Research on Security Detection Technology for Internet of Things Terminal Based on Firmware Code Genes

Abstract

Internet of Things (IoT) terminals have firmware with heterogeneous, closed-source, and heavy business but light security characteristics, whereas on the edge, there are limited resources and a high code reuse rate. Once there are security risks at the firmware level, these risks are difficult to detect and discover, and the resulting impact quickly spreads over a wide range. Therefore, a similarity and homology analysis of firmware codes in an IoT terminal will be helpful for further research on firmware malicious code detection, vulnerability mining, backdoor discovery and copyright protection. Inspired by biological genes, this paper attempts to break away from the traditional feature-centered approach and focuses on code classification and the qualitative description of code features to discuss the idea of code similarity and homology analysis.
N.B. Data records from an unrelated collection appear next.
//! Scan jobs and chunking
//!
//! A job is never fetched in one go. Each step cuts a chunk of at most
//! `max_chunk` off the job and leaves the rest as a continuation:
//!
//! ```text
//! forward:   [start ---- chunk ----|------- remainder -------] end
//! backward:  [start ------- remainder -------|---- chunk ----] end
//! ```
//!
//! Forward jobs catch up towards now from the oldest missing instant;
//! backward jobs walk from the dataset start into history.

use crate::error::{ScanError, ScanResult};
use chrono::{DateTime, Duration, Utc};
use doubleplay_common::ScanDirection;
use serde::Serialize;
use uuid::Uuid;

/// One pending unit of scanning work over `[start, end]`
#[derive(Debug, Clone, PartialEq, Eq, Serialize)]
#[serde(rename_all = "camelCase")]
pub struct ScanJob {
    pub id: Uuid,
    pub direction: ScanDirection,
    pub start: DateTime<Utc>,
    pub end: DateTime<Utc>,
}

impl ScanJob {
    pub fn new(direction: ScanDirection, start: DateTime<Utc>, end: DateTime<Utc>) -> Self {
        Self {
            id: Uuid::new_v4(),
            direction,
            start,
            end,
        }
    }

    pub fn forward(start: DateTime<Utc>, end: DateTime<Utc>) -> Self {
        Self::new(ScanDirection::Forward, start, end)
    }

    pub fn backward(start: DateTime<Utc>, end: DateTime<Utc>) -> Self {
        Self::new(ScanDirection::Backward, start, end)
    }

    pub fn span(&self) -> Duration {
        self.end - self.start
    }

    /// Reject inverted bounds
    pub fn validate(&self) -> ScanResult<()> {
        if self.start > self.end {
            return Err(ScanError::MalformedJob(format!(
                "{} job {} starts at {} after its end {}",
                self.direction, self.id, self.start, self.end
            )));
        }
        Ok(())
    }

    /// Cut the next chunk; the remainder keeps the job id
    pub fn split(&self, max_chunk: Duration) -> (ScanJob, Option<ScanJob>) {
        match self.direction {
            ScanDirection::Forward => {
                let chunk_end = (self.start + max_chunk).min(self.end);
                let chunk = ScanJob::new(self.direction, self.start, chunk_end);
                let remainder = (chunk_end < self.end).then(|| ScanJob {
                    id: self.id,
                    direction: self.direction,
                    start: chunk_end,
                    end: self.end,
                });
                (chunk, remainder)
            }
            ScanDirection::Backward => {
                let chunk_start = (self.end - max_chunk).max(self.start);
                let chunk = ScanJob::new(self.direction, chunk_start, self.end);
                let remainder = (chunk_start > self.start).then(|| ScanJob {
                    id: self.id,
                    direction: self.direction,
                    start: self.start,
                    end: chunk_start,
                });
                (chunk, remainder)
            }
        }
    }
}

#[cfg(test)]
mod tests {
    use super::*;
    use chrono::TimeZone;

    fn at(minutes: i64) -> DateTime<Utc> {
        Utc.with_ymd_and_hms(2024, 3, 1, 0, 0, 0).unwrap() + Duration::minutes(minutes)
    }

    /// Split until nothing remains and return the chunks in processing order
    fn drain(job: ScanJob, max_chunk: Duration) -> Vec<ScanJob> {
        let mut chunks = Vec::new();
        let mut next = Some(job);
        while let Some(job) = next {
            let (chunk, remainder) = job.split(max_chunk);
            chunks.push(chunk);
            next = remainder;
        }
        chunks
    }

    #[test]
    fn test_forward_chunks_cover_span_exactly() {
        for (span, chunk) in [(0, 60), (59, 60), (60, 60), (61, 60), (600, 60), (245, 17)] {
            let chunks = drain(ScanJob::forward(at(0), at(span)), Duration::minutes(chunk));
            assert_eq!(chunks.first().unwrap().start, at(0));
            assert_eq!(chunks.last().unwrap().end, at(span));
            for pair in chunks.windows(2) {
                assert_eq!(pair[0].end, pair[1].start, "gap or overlap at span {}", span);
            }
            assert!(chunks.iter().all(|c| c.span() <= Duration::minutes(chunk)));
            assert!(chunks.iter().all(|c| c.validate().is_ok()));
        }
    }

    #[test]
    fn test_backward_chunks_walk_into_history() {
        for (span, chunk) in [(0, 60), (59, 60), (60, 60), (61, 60), (600, 60), (245, 17)] {
            let chunks = drain(ScanJob::backward(at(0), at(span)), Duration::minutes(chunk));
            assert_eq!(chunks.first().unwrap().end, at(span));
            assert_eq!(chunks.last().unwrap().start, at(0));
            for pair in chunks.windows(2) {
                assert_eq!(pair[0].start, pair[1].end, "gap or overlap at span {}", span);
            }
            assert!(chunks.iter().all(|c| c.span() <= Duration::minutes(chunk)));
        }
    }

    #[test]
    fn test_remainder_keeps_job_identity() {
        let job = ScanJob::forward(at(0), at(150));
        let (chunk, remainder) = job.split(Duration::minutes(60));
        let remainder = remainder.unwrap();
        assert_eq!(remainder.id, job.id);
        assert_ne!(chunk.id, job.id);
        assert_eq!(chunk.end, at(60));
        assert_eq!(remainder.start, at(60));
    }

    #[test]
    fn test_inverted_job_is_malformed() {
        let job = ScanJob::backward(at(10), at(0));
        assert!(matches!(job.validate(), Err(ScanError::MalformedJob(_))));
    }
}
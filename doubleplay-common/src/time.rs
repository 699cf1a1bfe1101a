//! Timestamp utilities

use crate::{Error, Result};
use chrono::{DateTime, Utc};

/// Parse an RFC 3339 instant into UTC
pub fn parse_instant(value: &str) -> Result<DateTime<Utc>> {
    DateTime::parse_from_rfc3339(value.trim())
        .map(|dt| dt.with_timezone(&Utc))
        .map_err(|e| Error::InvalidInput(format!("invalid timestamp '{}': {}", value, e)))
}

/// Length of `[start, end]` in whole seconds, zero when inverted
pub fn span_seconds(start: DateTime<Utc>, end: DateTime<Utc>) -> i64 {
    (end - start).num_seconds().max(0)
}
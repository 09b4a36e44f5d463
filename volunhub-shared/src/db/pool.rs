/// SQLite connection pool
///
/// One pool is opened at startup and shared by every request. File databases
/// are created on first start and run in WAL mode so readers do not block the
/// writer; every connection enforces foreign keys.
///
/// `sqlite::memory:` databases live and die with their connection, so they get
/// a single connection that is never recycled.
///
/// # Example
///
/// ```no_run
/// use volunhub_shared::db::pool::{create_pool, DatabaseConfig};
///
/// #[tokio::main]
/// async fn main() -> Result<(), Box<dyn std::error::Error>> {
///     let pool = create_pool(DatabaseConfig::default()).await?;
///
///     let row: (i64,) = sqlx::query_as("SELECT ?")
///         .bind(42i64)
///         .fetch_one(&pool)
///         .await?;
///
///     Ok(())
/// }
/// ```

use sqlx::sqlite::{SqliteConnectOptions, SqliteJournalMode, SqlitePool, SqlitePoolOptions};
use std::str::FromStr;
use std::time::Duration;
use tracing::{debug, info, warn};

/// Pool settings
#[derive(Debug, Clone)]
pub struct DatabaseConfig {
    /// `sqlite://path/to/file.db` or `sqlite::memory:`
    pub url: String,

    pub max_connections: u32,

    /// How long a request may wait for a free connection
    pub connect_timeout_seconds: u64,

    /// How long a statement waits on a locked database before failing
    pub busy_timeout_ms: u64,
}

impl Default for DatabaseConfig {
    fn default() -> Self {
        Self {
            url: "sqlite://volunteer_hub.db".to_string(),
            max_connections: 5,
            connect_timeout_seconds: 30,
            busy_timeout_ms: 5_000,
        }
    }
}

impl DatabaseConfig {
    /// A private in-memory database on one connection
    pub fn in_memory() -> Self {
        Self {
            url: "sqlite::memory:".to_string(),
            max_connections: 1,
            connect_timeout_seconds: 5,
            busy_timeout_ms: 0,
        }
    }

    /// Whether the URL names an in-memory database
    pub fn is_in_memory(&self) -> bool {
        self.url.contains(":memory:") || self.url.contains("mode=memory")
    }
}

/// Opens the pool and probes it once
///
/// # Errors
///
/// Fails if the URL does not parse, the file cannot be created or opened, or
/// the probe query fails.
pub async fn create_pool(config: DatabaseConfig) -> Result<SqlitePool, sqlx::Error> {
    let in_memory = config.is_in_memory();

    info!(
        url = %config.url,
        max_connections = config.max_connections,
        in_memory,
        "Opening SQLite pool"
    );

    let mut connect_options = SqliteConnectOptions::from_str(&config.url)?
        .create_if_missing(true)
        .foreign_keys(true)
        .busy_timeout(Duration::from_millis(config.busy_timeout_ms));

    let mut pool_options = SqlitePoolOptions::new()
        .acquire_timeout(Duration::from_secs(config.connect_timeout_seconds));

    if in_memory {
        // Dropping the only connection would drop the database with it
        pool_options = pool_options
            .max_connections(1)
            .min_connections(1)
            .idle_timeout(None)
            .max_lifetime(None)
            .test_before_acquire(false);
    } else {
        connect_options = connect_options.journal_mode(SqliteJournalMode::Wal);
        pool_options = pool_options.max_connections(config.max_connections);
    }

    let pool = pool_options.connect_with(connect_options).await?;

    health_check(&pool).await?;

    debug!("SQLite pool ready");
    Ok(pool)
}

/// Probes the store with `SELECT 1`
///
/// # Errors
///
/// Returns the query error, or a protocol error if the probe answers oddly.
pub async fn health_check(pool: &SqlitePool) -> Result<(), sqlx::Error> {
    let answer: i64 = sqlx::query_scalar("SELECT 1").fetch_one(pool).await?;

    if answer != 1 {
        warn!(answer, "Database probe returned an unexpected value");
        return Err(sqlx::Error::Protocol(format!(
            "probe returned {} instead of 1",
            answer
        )));
    }

    Ok(())
}

/// Closes the pool, waiting for checked-out connections to come back
pub async fn close_pool(pool: SqlitePool) {
    pool.close().await;
    info!("SQLite pool closed");
}
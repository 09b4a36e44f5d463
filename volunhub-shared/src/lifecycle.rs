/// Task lifecycle service
///
/// Enforces the rules around the task state machine:
///
/// - **Create**: poster must exist and be under the daily posting quota; a task
///   posted without skills is tagged from its text.
/// - **Accept**: a volunteer holds at most one accepted task at a time. The
///   check and the assignment are a single conditional update.
/// - **Complete**: status change, impact report and the actor's stats are
///   written in one transaction.
///
/// # Example
///
/// ```no_run
/// use volunhub_shared::lifecycle::{CompleteTask, TaskLifecycle};
/// use volunhub_shared::quota::DailyPostQuota;
/// # use sqlx::SqlitePool;
/// # async fn example(pool: SqlitePool) -> Result<(), Box<dyn std::error::Error>> {
/// let lifecycle = TaskLifecycle::new(pool, DailyPostQuota::new(5));
///
/// lifecycle.accept(7, 2).await?;
/// let done = lifecycle.complete(7, CompleteTask::default()).await?;
/// println!("logged {} hours", done.hours_logged);
/// # Ok(())
/// # }
/// ```

use crate::models::impact_report::{CreateImpactReport, ImpactReport};
use crate::models::skill::Skill;
use crate::models::task::{NewTask, StatusCounts, Task, TaskStatus, TaskSummary};
use crate::models::user::User;
use crate::quota::{DailyPostQuota, QuotaCheckResult, QuotaError};
use crate::tagging::suggest_skills;
use chrono::{NaiveDateTime, Utc};
use serde::{Deserialize, Serialize};
use sqlx::SqlitePool;
use tracing::{info, warn};

/// Notes stored when a completion carries none
pub const DEFAULT_COMPLETION_NOTES: &str = "Task completed";

/// Task lifecycle error
#[derive(Debug, thiserror::Error)]
pub enum LifecycleError {
    #[error("Task not found: {0}")]
    TaskNotFound(i64),

    #[error("User not found: {0}")]
    UserNotFound(i64),

    /// Poster reached the daily posting limit
    #[error("Daily task limit reached ({posts_today}/{daily_limit})")]
    RateLimited { posts_today: u32, daily_limit: u32 },

    /// Volunteer already holds an accepted task
    #[error("You already have an active task. Complete it before accepting another.")]
    ActiveTaskExists { user_id: i64 },

    #[error("Task {0} is not open")]
    TaskNotOpen(i64),

    #[error("Task {0} is already completed")]
    TaskAlreadyCompleted(i64),

    #[error("Database error: {0}")]
    Database(#[from] sqlx::Error),
}

impl From<QuotaError> for LifecycleError {
    fn from(err: QuotaError) -> Self {
        match err {
            QuotaError::LimitExceeded { limit, current } => LifecycleError::RateLimited {
                posts_today: current,
                daily_limit: limit,
            },
            QuotaError::Database(err) => LifecycleError::Database(err),
        }
    }
}

/// Input for posting a task
///
/// Defaults are applied by the caller; an empty `skills` list asks for
/// suggestions.
#[derive(Debug, Clone, Serialize, Deserialize)]
pub struct CreateTask {
    #[serde(flatten)]
    pub task: NewTask,
    pub skills: Vec<String>,
}

/// A freshly posted task
#[derive(Debug, Clone, Serialize)]
pub struct CreatedTask {
    #[serde(flatten)]
    pub task: TaskSummary,

    /// The skill list that was applied (explicit or suggested)
    pub ai_suggested_skills: Vec<String>,
}

/// Input for completing a task
#[derive(Debug, Clone, Default, Serialize, Deserialize)]
pub struct CompleteTask {
    /// Explicit actor; defaults to the assignee, then the poster
    pub user_id: Option<i64>,
    pub completion_photo: Option<String>,
    pub completion_notes: Option<String>,
}

/// Outcome of a completion
#[derive(Debug, Clone, Serialize)]
pub struct CompletedTask {
    pub task_id: i64,
    pub status: TaskStatus,
    pub completed_by: i64,
    pub impact_report_id: i64,
    pub hours_logged: f64,
    pub carbon_saved_kg: f64,
}

/// Tasks a user posted, with counts and their quota snapshot
#[derive(Debug, Clone, Serialize)]
pub struct PostedTasks {
    pub tasks: Vec<TaskSummary>,
    pub total: usize,
    pub status_counts: StatusCounts,
    pub posts_today: u32,
    pub daily_limit: u32,
    pub can_post: bool,
}

/// Tasks a volunteer currently holds
#[derive(Debug, Clone, Serialize)]
pub struct ActiveTasks {
    pub active_tasks: Vec<TaskSummary>,
    pub count: usize,
    pub has_active: bool,
}

/// Task lifecycle service
#[derive(Debug, Clone)]
pub struct TaskLifecycle {
    db: SqlitePool,
    quota: DailyPostQuota,
}

impl TaskLifecycle {
    /// Creates a lifecycle service over a pool
    pub fn new(db: SqlitePool, quota: DailyPostQuota) -> Self {
        TaskLifecycle { db, quota }
    }

    /// Posting quota in effect
    pub fn quota(&self) -> DailyPostQuota {
        self.quota
    }

    /// Posts a new open task
    ///
    /// # Errors
    ///
    /// - `UserNotFound` if the poster does not exist
    /// - `RateLimited` if the poster is at the daily limit
    pub async fn create(&self, input: CreateTask) -> Result<CreatedTask, LifecycleError> {
        self.create_at(input, Utc::now().naive_utc()).await
    }

    /// Posts a new open task as of `now`
    pub async fn create_at(
        &self,
        input: CreateTask,
        now: NaiveDateTime,
    ) -> Result<CreatedTask, LifecycleError> {
        let poster_id = input.task.posted_by;

        let applied = if input.skills.is_empty() {
            suggest_skills(&input.task.title, &input.task.description)
        } else {
            input.skills
        };

        let mut tx = self.db.begin().await?;

        // First statement writes, so the transaction holds the write lock from here on
        let inserted = Task::insert_within_quota(
            &mut tx,
            &input.task,
            now,
            self.quota.window_start(now),
            self.quota.daily_limit(),
        )
        .await?;

        let Some(task_id) = inserted else {
            let err = if !User::exists(&mut tx, poster_id).await? {
                LifecycleError::UserNotFound(poster_id)
            } else {
                match self.quota.enforce_at(&mut tx, poster_id, now).await {
                    Err(err) => err.into(),
                    Ok(result) => LifecycleError::RateLimited {
                        posts_today: result.posts_today,
                        daily_limit: result.daily_limit,
                    },
                }
            };
            warn!(user_id = poster_id, error = %err, "Task creation rejected");
            return Err(err);
        };

        let linked = Skill::link_task(&mut tx, task_id, &applied).await?;

        tx.commit().await?;

        info!(
            task_id,
            user_id = poster_id,
            skills = ?linked,
            "Task created"
        );

        let task = Task::find_summary(&self.db, task_id)
            .await?
            .ok_or(LifecycleError::TaskNotFound(task_id))?;

        Ok(CreatedTask {
            task,
            ai_suggested_skills: applied,
        })
    }

    /// Assigns an open task to a volunteer
    ///
    /// # Errors
    ///
    /// - `UserNotFound` if the volunteer does not exist
    /// - `ActiveTaskExists` if the volunteer already holds an accepted task
    /// - `TaskNotFound` if the task does not exist
    /// - `TaskNotOpen` if the task was already accepted or completed
    pub async fn accept(&self, task_id: i64, user_id: i64) -> Result<Task, LifecycleError> {
        let mut conn = self.db.acquire().await?;

        if !User::exists(&mut conn, user_id).await? {
            return Err(LifecycleError::UserNotFound(user_id));
        }

        if Task::try_accept(&mut conn, task_id, user_id).await? {
            info!(task_id, user_id, "Task accepted");
            return Task::find_by_id(&mut conn, task_id)
                .await?
                .ok_or(LifecycleError::TaskNotFound(task_id));
        }

        // Nothing was updated; work out which rule blocked it
        let err = if Task::count_active_for(&mut conn, user_id).await? > 0 {
            LifecycleError::ActiveTaskExists { user_id }
        } else {
            match Task::find_by_id(&mut conn, task_id).await? {
                None => LifecycleError::TaskNotFound(task_id),
                Some(_) => LifecycleError::TaskNotOpen(task_id),
            }
        };

        warn!(task_id, user_id, error = %err, "Task accept rejected");
        Err(err)
    }

    /// Completes a task and records its impact
    ///
    /// The actor is `input.user_id`, else the assignee, else the poster. Their
    /// `total_hours` grows by `duration_minutes / 60` and `tasks_completed` by one.
    ///
    /// # Errors
    ///
    /// - `TaskNotFound` if the task does not exist
    /// - `TaskAlreadyCompleted` if it was completed before
    /// - `UserNotFound` if the explicit actor does not exist
    pub async fn complete(
        &self,
        task_id: i64,
        input: CompleteTask,
    ) -> Result<CompletedTask, LifecycleError> {
        let now = Utc::now().naive_utc();
        let photo = input.completion_photo.unwrap_or_default();
        let notes = input
            .completion_notes
            .unwrap_or_else(|| DEFAULT_COMPLETION_NOTES.to_string());

        let mut tx = self.db.begin().await?;

        let completed =
            Task::mark_completed(&mut tx, task_id, input.user_id, &photo, &notes, now).await?;

        let Some(target) = completed else {
            let err = match Task::find_by_id(&mut tx, task_id).await? {
                None => LifecycleError::TaskNotFound(task_id),
                Some(task) if !task.status.can_transition_to(TaskStatus::Completed) => {
                    LifecycleError::TaskAlreadyCompleted(task_id)
                }
                Some(_) => LifecycleError::UserNotFound(input.user_id.unwrap_or_default()),
            };
            warn!(task_id, error = %err, "Task completion rejected");
            return Err(err);
        };

        let actor_id = input.user_id.unwrap_or(target.assigned_to);

        let report =
            CreateImpactReport::for_completed_task(actor_id, task_id, target.duration_minutes, &notes);
        let impact_report_id = ImpactReport::create(&mut tx, &report).await?;
        User::record_completion(&mut tx, actor_id, report.hours_logged).await?;

        tx.commit().await?;

        info!(
            task_id,
            user_id = actor_id,
            hours = report.hours_logged,
            "Task completed"
        );

        Ok(CompletedTask {
            task_id,
            status: TaskStatus::Completed,
            completed_by: actor_id,
            impact_report_id,
            hours_logged: report.hours_logged,
            carbon_saved_kg: report.carbon_saved_kg,
        })
    }

    /// Current quota snapshot for a poster
    pub async fn posting_limit(&self, user_id: i64) -> Result<QuotaCheckResult, LifecycleError> {
        let mut conn = self.db.acquire().await?;
        Ok(self.quota.check(&mut conn, user_id).await?)
    }

    /// Tasks a user posted, with status counts and quota snapshot
    pub async fn posted_by(&self, user_id: i64) -> Result<PostedTasks, LifecycleError> {
        let tasks = Task::list_posted_by(&self.db, user_id).await?;
        let limit = self.posting_limit(user_id).await?;

        Ok(PostedTasks {
            total: tasks.len(),
            status_counts: StatusCounts::tally(tasks.iter().map(|t| &t.task.status)),
            tasks,
            posts_today: limit.posts_today,
            daily_limit: limit.daily_limit,
            can_post: limit.can_post,
        })
    }

    /// Tasks a volunteer currently holds
    pub async fn active_for(&self, user_id: i64) -> Result<ActiveTasks, LifecycleError> {
        let active_tasks = Task::list_active_for(&self.db, user_id).await?;

        Ok(ActiveTasks {
            count: active_tasks.len(),
            has_active: !active_tasks.is_empty(),
            active_tasks,
        })
    }
}
/// `GET /api/schedule/:user_id?include_completed=true`

use crate::{app::AppState, error::ApiResult};
use axum::{
    extract::{Path, Query, State},
    Json,
};
use serde::Deserialize;
use volunhub_shared::models::task::{Task, TaskSummary};

#[derive(Debug, Default, Deserialize)]
pub struct ScheduleQuery {
    /// Only the exact value `true` turns it on
    pub include_completed: Option<String>,
}

impl ScheduleQuery {
    pub fn include_completed(&self) -> bool {
        self.include_completed.as_deref() == Some("true")
    }
}

/// Tasks a user holds or posted, ordered by scheduled date and time
///
/// Completed tasks are left out unless `include_completed=true`.
pub async fn get_schedule(
    State(state): State<AppState>,
    Path(user_id): Path<i64>,
    Query(query): Query<ScheduleQuery>,
) -> ApiResult<Json<Vec<TaskSummary>>> {
    let tasks = Task::schedule_for(&state.db, user_id, query.include_completed()).await?;
    Ok(Json(tasks))
}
Additionally, the proposed approach is information-centric, focusing on the informativeness (essentiality, stability, antivariability, and heritability) of the firmware code genes and the quantitative analysis of firmware code similarity and homology by discussing common methods and mechanisms. This paper presents security detection technology for IoT terminal firmware by measuring the gene distance between the codes. A prototype firmware security detection system (FSDS) for IoT terminals based on firmware code genes is designed and implemented. The experimental results show that this method has a good search matching effect and has certain advantages over traditional firmware security detection methods based on similarity theory.